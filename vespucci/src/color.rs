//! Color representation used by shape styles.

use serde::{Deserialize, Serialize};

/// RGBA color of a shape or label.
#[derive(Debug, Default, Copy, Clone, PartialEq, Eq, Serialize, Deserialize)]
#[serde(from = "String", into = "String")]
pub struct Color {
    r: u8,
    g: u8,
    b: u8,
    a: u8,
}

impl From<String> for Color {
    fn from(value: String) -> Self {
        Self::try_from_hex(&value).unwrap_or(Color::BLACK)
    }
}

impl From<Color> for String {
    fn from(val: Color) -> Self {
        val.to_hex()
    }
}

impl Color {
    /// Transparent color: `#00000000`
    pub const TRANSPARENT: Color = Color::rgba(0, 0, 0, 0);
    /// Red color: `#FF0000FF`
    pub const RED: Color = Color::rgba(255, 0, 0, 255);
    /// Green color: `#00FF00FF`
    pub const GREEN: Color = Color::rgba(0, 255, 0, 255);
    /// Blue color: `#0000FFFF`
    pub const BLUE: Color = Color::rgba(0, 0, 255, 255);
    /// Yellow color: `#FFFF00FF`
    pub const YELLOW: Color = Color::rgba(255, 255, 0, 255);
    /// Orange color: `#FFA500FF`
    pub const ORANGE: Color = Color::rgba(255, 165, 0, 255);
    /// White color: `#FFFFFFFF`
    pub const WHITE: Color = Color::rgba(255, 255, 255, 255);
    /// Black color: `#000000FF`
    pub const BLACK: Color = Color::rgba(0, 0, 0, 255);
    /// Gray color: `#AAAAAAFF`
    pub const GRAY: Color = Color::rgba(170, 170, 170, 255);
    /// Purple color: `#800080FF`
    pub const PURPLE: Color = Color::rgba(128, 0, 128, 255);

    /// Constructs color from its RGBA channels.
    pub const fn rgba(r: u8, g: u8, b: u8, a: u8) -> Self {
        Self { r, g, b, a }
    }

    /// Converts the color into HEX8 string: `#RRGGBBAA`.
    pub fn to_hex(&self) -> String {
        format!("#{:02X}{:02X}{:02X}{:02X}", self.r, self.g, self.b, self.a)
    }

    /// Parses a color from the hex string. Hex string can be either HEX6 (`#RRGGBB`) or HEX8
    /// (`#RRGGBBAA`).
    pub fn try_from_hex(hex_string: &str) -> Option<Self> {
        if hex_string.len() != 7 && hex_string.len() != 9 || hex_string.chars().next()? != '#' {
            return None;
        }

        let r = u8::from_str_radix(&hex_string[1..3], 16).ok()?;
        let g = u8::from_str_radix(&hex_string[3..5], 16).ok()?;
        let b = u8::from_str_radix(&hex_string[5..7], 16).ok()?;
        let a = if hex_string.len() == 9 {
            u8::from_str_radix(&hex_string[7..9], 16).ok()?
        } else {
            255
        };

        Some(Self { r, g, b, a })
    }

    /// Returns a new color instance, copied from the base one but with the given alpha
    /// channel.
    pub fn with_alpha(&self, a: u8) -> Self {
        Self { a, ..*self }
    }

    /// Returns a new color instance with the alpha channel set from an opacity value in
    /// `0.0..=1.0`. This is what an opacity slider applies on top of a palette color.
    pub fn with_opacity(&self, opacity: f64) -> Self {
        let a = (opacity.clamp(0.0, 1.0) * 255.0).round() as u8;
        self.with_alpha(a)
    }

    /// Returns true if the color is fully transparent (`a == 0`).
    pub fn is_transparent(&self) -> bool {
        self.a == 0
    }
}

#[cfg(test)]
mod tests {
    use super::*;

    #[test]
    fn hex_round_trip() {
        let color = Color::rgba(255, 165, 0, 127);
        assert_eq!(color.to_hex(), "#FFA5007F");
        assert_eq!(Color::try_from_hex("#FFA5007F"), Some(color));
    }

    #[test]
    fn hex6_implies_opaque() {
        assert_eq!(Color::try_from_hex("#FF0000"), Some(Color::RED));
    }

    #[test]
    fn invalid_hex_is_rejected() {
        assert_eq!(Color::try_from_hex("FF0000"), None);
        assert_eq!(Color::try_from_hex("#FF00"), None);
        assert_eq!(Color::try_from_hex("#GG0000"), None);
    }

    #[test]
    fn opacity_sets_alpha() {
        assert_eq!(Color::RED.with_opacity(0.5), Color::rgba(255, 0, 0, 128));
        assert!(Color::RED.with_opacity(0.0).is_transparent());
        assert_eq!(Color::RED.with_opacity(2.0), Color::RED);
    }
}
* * *
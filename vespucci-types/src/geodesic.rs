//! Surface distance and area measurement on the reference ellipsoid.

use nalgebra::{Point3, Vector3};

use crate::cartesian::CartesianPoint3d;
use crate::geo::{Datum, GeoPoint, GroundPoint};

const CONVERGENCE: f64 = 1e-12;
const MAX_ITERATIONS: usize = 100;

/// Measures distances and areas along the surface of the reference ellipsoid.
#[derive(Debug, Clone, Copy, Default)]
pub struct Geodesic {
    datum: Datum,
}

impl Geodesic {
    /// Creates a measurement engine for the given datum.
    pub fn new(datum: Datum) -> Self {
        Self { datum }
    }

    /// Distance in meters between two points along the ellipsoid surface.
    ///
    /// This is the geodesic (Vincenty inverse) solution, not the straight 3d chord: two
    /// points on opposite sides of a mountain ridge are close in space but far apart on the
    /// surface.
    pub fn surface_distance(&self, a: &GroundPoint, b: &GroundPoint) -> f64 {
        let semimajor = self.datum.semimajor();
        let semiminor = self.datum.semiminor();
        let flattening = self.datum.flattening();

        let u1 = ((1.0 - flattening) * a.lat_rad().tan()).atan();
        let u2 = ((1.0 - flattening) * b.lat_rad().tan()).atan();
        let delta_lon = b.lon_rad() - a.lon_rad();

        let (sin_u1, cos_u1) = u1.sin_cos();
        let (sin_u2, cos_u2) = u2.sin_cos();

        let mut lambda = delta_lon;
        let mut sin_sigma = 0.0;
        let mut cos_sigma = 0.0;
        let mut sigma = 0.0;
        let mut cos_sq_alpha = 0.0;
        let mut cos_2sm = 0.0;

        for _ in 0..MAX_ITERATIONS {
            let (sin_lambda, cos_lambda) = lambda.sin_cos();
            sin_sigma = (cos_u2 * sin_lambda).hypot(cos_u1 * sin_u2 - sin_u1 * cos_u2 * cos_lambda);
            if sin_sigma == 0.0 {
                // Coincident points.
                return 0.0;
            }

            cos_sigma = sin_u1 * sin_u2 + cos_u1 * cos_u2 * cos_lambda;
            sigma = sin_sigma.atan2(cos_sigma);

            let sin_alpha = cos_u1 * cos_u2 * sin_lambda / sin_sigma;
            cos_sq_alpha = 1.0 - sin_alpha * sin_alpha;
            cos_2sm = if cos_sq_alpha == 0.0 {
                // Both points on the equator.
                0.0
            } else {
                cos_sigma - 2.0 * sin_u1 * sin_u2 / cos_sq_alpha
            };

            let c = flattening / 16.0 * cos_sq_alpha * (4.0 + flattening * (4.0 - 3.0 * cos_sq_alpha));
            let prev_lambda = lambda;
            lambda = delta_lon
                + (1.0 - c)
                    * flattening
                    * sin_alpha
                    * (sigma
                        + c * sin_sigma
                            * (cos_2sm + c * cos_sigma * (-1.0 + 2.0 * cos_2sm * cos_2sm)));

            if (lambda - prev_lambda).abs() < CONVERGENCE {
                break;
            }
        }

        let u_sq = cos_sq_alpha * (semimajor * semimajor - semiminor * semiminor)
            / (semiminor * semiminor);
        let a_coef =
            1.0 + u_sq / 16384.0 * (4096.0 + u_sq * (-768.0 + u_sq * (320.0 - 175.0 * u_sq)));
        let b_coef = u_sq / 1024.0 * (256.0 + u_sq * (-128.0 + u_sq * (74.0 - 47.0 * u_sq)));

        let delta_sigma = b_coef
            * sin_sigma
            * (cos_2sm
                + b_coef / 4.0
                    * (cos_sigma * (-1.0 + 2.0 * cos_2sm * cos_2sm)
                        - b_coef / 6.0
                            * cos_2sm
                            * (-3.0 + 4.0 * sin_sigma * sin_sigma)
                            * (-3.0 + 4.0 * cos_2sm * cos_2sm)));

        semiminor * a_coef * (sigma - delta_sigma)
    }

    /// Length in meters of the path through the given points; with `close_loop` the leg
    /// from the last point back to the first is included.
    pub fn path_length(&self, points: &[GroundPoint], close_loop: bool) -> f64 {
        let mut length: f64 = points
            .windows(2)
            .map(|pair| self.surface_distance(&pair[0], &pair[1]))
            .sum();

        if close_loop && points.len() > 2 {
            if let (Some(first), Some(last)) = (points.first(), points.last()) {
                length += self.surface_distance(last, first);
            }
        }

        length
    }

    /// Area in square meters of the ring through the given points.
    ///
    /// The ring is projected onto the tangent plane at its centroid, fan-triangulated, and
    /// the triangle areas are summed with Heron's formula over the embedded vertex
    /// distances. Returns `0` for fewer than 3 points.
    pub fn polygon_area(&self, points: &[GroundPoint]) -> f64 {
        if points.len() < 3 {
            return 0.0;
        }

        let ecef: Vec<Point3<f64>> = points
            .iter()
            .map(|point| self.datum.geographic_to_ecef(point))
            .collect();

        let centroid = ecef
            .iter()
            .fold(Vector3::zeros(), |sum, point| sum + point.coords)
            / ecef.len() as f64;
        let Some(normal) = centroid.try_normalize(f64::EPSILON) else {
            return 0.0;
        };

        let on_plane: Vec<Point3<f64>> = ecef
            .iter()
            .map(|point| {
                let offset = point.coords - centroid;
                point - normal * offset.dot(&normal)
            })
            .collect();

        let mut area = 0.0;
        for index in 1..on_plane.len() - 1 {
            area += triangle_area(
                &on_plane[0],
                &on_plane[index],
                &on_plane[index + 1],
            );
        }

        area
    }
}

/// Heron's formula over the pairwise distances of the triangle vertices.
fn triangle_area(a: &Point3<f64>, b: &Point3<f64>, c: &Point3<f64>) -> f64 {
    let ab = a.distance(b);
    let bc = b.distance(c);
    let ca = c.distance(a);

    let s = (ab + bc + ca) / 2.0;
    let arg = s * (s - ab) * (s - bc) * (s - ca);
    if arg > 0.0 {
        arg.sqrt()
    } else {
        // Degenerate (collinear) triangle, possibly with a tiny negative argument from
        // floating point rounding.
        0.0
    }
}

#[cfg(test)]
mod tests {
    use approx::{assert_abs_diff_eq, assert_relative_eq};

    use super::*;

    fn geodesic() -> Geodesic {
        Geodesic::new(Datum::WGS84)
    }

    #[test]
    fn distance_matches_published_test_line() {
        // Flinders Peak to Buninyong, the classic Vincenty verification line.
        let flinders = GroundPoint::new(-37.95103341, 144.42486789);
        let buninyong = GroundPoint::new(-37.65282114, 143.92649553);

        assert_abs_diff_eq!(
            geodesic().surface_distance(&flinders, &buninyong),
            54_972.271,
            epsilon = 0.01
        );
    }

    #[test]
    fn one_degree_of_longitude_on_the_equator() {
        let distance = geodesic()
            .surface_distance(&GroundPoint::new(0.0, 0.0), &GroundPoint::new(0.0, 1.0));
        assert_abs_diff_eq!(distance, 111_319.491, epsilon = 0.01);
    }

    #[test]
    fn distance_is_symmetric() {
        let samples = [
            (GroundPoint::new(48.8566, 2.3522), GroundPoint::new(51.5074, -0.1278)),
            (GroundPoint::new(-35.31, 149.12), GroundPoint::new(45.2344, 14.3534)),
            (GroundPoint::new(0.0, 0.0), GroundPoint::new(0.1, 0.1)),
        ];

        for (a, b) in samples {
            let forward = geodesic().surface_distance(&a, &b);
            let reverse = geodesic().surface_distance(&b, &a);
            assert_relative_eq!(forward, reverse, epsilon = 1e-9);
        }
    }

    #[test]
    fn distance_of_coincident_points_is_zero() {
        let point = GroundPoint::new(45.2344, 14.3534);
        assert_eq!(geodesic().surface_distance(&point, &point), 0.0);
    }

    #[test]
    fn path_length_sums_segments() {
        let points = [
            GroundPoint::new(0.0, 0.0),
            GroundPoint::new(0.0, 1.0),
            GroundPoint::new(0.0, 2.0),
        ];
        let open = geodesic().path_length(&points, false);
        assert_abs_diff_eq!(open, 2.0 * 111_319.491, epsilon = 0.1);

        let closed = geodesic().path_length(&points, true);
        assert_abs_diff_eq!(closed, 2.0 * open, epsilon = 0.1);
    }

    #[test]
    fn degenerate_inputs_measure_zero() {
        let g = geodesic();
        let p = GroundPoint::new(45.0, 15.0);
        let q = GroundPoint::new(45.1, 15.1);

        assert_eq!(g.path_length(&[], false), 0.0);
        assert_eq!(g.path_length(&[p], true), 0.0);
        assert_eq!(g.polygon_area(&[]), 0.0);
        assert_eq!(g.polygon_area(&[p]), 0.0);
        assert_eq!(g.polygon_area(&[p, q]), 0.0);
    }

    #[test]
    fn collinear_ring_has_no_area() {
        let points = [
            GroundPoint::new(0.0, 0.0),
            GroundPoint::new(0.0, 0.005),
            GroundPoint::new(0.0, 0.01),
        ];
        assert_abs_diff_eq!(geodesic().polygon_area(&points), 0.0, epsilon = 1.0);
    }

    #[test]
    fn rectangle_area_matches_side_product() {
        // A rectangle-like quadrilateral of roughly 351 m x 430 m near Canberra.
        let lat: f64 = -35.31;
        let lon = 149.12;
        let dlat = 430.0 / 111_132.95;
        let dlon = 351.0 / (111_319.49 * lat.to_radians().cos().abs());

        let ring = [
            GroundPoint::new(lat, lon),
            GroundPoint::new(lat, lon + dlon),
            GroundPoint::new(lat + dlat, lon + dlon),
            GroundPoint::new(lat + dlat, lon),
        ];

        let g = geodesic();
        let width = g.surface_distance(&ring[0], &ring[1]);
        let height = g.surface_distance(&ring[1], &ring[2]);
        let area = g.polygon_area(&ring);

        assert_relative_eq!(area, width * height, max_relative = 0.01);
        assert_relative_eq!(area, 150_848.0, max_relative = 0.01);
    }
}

## PROBLEM STATEMENT:
Count every line above that holds the string "RRGGBBAA" and give the total, nothing more.

## RESPONSE TO THE EXERCISE:
2